For each line below that holds the string "RecordFormatter", add one to a tally; report that tally alone.

*** EXTRACTED MATERIAL ***

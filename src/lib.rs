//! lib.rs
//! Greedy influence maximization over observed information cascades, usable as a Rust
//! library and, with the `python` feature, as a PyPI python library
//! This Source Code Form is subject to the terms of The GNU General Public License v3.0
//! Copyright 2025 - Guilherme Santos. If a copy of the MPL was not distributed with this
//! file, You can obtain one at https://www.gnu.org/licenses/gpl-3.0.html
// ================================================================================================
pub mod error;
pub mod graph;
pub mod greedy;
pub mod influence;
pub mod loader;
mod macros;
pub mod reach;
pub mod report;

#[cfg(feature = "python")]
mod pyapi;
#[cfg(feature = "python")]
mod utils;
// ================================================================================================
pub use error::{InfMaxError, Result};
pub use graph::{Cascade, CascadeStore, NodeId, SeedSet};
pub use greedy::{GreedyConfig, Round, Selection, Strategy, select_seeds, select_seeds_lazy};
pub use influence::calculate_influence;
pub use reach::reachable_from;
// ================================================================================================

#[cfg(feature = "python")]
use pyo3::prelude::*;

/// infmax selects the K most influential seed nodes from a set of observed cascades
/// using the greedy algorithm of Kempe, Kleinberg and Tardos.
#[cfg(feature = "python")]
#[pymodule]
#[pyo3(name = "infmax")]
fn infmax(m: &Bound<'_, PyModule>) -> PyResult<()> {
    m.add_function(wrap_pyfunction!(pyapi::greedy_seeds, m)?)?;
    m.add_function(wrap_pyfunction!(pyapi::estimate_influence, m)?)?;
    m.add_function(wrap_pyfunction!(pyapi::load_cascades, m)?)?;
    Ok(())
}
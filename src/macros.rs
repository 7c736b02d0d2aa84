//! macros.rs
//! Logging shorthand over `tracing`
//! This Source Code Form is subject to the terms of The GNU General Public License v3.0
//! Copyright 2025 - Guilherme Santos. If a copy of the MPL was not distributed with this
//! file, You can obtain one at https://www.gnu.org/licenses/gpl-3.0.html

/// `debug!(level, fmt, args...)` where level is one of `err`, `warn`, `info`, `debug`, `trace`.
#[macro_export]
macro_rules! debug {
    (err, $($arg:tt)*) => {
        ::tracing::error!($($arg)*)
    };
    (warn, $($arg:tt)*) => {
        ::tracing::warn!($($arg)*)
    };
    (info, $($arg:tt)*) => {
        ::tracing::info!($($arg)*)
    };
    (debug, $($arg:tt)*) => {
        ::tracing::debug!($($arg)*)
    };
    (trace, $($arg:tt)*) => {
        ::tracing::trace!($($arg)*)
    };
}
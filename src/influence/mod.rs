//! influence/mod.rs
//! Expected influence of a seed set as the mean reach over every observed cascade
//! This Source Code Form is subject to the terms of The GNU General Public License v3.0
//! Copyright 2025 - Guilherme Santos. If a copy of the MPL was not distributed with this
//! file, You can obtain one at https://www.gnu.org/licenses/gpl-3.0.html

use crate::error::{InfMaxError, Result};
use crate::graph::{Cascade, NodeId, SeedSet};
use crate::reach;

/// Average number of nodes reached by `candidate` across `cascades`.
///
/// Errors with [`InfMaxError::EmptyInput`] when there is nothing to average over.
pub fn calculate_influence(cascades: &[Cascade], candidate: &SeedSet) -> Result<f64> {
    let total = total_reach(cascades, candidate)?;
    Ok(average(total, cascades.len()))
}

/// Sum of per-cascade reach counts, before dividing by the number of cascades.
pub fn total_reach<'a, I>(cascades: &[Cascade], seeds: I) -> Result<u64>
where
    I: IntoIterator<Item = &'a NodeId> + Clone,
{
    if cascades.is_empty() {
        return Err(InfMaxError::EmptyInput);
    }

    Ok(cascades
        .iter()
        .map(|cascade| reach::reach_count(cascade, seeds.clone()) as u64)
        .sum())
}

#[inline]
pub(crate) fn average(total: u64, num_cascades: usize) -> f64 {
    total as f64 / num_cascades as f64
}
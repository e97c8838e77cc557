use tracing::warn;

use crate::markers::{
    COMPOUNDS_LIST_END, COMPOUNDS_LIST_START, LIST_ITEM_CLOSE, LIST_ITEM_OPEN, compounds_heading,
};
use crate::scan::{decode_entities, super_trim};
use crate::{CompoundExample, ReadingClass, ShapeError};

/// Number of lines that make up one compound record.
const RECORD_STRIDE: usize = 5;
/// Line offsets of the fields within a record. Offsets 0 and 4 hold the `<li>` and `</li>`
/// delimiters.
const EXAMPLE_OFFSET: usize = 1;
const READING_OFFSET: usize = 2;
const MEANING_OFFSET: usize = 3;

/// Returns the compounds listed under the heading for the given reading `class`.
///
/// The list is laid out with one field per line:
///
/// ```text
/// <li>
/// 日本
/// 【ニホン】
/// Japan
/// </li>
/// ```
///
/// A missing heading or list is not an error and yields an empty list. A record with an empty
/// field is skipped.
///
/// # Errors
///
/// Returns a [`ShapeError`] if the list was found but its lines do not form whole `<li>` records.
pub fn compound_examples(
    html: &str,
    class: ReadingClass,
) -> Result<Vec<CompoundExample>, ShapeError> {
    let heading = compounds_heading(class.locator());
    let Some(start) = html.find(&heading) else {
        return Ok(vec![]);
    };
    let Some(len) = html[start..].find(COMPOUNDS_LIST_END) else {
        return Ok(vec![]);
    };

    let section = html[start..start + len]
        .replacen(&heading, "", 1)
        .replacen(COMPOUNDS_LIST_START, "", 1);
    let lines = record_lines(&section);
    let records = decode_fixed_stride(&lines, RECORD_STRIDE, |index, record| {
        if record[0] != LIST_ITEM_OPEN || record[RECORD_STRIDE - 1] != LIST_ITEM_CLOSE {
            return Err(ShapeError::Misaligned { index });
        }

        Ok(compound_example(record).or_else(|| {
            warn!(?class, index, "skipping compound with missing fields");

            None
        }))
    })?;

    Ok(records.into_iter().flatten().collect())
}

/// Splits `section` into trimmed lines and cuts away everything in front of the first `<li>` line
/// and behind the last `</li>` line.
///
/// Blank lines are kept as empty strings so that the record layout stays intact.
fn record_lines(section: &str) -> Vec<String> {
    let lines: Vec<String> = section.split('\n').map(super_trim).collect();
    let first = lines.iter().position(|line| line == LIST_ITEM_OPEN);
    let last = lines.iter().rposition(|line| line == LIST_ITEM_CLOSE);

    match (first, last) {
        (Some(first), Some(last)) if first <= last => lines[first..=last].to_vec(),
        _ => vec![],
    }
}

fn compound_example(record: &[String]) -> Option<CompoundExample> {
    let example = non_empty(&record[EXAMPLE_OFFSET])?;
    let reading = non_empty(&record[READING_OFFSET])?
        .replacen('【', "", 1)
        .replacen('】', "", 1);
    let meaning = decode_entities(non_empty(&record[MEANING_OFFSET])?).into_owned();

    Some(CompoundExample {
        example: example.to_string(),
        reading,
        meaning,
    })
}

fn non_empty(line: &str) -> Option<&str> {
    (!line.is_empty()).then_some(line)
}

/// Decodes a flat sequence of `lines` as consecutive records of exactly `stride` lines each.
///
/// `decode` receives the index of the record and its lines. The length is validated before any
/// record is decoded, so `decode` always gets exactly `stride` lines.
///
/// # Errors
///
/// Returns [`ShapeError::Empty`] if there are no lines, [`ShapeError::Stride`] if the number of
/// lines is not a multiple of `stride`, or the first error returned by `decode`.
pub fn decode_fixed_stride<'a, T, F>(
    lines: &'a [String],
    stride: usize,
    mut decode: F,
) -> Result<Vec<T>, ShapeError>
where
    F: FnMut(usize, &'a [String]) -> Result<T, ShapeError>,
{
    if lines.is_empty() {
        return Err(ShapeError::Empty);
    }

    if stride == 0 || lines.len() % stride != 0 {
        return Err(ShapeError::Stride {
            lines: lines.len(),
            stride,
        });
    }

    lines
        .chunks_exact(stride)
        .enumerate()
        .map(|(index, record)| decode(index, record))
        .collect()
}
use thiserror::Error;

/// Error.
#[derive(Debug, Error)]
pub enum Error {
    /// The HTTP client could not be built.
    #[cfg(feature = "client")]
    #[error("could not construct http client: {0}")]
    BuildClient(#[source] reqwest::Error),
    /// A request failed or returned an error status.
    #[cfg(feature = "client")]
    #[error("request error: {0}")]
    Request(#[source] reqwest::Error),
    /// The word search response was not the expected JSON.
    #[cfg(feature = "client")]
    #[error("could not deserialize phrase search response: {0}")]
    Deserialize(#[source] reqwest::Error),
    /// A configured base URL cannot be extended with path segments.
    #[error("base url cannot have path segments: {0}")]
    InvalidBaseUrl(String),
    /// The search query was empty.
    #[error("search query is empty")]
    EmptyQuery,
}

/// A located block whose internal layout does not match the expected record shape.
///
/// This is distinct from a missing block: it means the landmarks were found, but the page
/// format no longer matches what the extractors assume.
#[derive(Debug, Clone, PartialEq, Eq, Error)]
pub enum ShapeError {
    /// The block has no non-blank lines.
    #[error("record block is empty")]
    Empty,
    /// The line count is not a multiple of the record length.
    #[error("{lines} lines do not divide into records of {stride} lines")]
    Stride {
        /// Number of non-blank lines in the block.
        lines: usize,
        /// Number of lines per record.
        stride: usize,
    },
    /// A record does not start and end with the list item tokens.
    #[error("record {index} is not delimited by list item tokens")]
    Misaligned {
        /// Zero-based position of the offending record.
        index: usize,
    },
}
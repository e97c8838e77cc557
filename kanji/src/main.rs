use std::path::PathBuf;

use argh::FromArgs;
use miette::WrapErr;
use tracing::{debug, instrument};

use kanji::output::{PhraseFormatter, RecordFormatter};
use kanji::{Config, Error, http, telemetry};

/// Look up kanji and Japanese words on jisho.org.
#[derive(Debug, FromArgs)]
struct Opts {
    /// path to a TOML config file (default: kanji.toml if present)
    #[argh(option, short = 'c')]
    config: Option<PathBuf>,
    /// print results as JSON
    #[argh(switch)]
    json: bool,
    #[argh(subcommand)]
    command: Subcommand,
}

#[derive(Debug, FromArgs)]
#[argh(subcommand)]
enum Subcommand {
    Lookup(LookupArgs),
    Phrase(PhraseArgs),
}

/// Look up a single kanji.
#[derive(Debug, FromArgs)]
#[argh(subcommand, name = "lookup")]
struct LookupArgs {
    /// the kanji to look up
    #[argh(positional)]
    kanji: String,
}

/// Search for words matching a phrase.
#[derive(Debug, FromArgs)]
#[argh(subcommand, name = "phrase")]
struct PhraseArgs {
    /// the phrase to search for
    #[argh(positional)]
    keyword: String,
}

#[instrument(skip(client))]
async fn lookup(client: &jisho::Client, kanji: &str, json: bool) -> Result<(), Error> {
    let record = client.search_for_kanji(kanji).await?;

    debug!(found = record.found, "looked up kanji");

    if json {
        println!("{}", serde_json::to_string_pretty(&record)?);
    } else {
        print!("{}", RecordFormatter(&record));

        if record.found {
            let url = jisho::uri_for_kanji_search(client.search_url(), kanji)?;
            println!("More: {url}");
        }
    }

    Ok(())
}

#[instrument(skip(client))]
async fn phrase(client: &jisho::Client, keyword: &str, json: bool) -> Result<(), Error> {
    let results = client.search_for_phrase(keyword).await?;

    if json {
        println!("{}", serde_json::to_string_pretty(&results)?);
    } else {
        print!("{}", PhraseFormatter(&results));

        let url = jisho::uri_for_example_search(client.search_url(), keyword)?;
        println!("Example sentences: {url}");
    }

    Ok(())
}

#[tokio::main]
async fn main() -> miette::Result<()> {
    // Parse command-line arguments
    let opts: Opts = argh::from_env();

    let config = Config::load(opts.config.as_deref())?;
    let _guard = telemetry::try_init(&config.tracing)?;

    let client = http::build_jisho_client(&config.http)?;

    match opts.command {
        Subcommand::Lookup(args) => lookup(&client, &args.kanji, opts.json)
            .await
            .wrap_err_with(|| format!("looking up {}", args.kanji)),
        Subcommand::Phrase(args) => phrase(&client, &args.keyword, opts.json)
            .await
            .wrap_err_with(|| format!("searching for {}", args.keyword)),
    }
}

***

__OUTPUT OF THE TASK__: 2